EXERCISE — Look through the entries below and count every line in which "Result" appears; reply with the number only.

Data records:
######
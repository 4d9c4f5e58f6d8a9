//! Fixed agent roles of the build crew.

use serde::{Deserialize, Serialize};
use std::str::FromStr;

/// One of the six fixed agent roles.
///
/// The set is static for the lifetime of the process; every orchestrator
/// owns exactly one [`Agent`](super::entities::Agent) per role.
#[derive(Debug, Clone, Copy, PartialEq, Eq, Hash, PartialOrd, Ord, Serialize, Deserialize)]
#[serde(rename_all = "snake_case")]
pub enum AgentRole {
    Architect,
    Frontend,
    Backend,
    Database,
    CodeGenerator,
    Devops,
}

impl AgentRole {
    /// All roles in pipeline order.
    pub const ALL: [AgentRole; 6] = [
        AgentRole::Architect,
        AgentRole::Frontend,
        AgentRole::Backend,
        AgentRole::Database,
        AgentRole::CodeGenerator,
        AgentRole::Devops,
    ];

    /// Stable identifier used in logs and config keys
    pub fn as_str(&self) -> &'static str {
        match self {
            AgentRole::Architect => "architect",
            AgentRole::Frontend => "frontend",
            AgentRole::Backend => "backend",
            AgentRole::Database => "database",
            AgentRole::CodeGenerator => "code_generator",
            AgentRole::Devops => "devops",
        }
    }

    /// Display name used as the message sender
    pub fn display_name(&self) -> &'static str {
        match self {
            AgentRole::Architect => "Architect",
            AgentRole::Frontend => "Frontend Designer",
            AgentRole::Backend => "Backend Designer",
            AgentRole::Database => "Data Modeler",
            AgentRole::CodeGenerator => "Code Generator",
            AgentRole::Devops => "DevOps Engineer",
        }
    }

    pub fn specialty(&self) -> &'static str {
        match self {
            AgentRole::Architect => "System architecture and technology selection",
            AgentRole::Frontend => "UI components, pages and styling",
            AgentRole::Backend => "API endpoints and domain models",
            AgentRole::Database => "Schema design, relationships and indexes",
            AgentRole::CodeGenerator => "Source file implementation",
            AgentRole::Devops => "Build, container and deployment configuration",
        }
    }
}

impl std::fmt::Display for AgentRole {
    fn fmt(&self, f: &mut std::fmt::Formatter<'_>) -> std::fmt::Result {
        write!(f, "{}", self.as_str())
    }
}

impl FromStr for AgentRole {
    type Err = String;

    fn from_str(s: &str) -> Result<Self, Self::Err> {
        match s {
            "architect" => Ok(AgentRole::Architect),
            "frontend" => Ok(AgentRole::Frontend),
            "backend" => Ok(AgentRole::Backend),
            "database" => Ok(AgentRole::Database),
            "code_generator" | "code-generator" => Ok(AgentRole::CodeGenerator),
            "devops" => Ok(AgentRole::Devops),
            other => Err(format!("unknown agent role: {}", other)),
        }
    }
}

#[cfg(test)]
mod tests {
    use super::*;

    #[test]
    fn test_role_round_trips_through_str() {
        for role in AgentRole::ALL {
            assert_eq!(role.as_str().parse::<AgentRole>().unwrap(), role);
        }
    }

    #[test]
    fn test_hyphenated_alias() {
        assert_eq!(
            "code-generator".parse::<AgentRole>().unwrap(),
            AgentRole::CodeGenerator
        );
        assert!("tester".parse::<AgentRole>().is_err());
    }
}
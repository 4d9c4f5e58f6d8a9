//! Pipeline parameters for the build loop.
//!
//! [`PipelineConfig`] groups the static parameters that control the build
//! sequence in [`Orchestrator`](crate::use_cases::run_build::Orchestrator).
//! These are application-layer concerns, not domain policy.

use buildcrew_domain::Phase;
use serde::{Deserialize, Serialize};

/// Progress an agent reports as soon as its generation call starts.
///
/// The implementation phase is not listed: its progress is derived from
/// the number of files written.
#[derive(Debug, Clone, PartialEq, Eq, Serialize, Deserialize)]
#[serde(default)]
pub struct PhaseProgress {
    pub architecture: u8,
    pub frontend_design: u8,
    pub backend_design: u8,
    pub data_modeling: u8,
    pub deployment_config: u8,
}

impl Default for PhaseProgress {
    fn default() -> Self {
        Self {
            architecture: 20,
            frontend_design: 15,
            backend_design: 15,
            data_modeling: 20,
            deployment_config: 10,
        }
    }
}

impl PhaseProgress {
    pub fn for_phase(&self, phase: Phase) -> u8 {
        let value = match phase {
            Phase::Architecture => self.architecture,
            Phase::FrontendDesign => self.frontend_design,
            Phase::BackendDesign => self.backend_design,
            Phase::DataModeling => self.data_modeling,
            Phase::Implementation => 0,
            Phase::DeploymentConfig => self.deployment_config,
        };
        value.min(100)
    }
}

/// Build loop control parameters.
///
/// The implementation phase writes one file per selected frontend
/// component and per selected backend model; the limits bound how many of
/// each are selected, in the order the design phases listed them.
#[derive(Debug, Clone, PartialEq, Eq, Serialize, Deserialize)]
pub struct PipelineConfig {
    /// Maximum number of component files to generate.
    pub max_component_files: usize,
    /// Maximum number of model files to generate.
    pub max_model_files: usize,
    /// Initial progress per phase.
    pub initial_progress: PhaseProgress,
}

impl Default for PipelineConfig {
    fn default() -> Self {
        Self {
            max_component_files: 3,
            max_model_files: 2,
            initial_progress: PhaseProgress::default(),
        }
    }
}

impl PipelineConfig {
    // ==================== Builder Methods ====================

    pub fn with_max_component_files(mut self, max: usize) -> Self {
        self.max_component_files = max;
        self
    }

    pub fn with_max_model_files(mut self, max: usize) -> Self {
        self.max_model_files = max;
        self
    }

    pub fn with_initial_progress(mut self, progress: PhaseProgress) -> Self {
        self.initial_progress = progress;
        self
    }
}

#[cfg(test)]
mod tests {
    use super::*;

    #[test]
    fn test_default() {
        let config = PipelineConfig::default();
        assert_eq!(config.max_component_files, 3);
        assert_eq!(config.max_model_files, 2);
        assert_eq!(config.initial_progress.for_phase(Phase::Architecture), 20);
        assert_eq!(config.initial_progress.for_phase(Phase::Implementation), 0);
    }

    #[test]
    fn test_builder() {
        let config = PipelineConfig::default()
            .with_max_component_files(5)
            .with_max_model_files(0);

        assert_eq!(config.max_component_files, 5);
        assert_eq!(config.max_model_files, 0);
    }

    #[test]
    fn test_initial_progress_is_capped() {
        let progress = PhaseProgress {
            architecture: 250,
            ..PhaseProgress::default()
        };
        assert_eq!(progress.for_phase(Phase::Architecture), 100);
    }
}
######
OUTPUT FOR THIS TASK — 2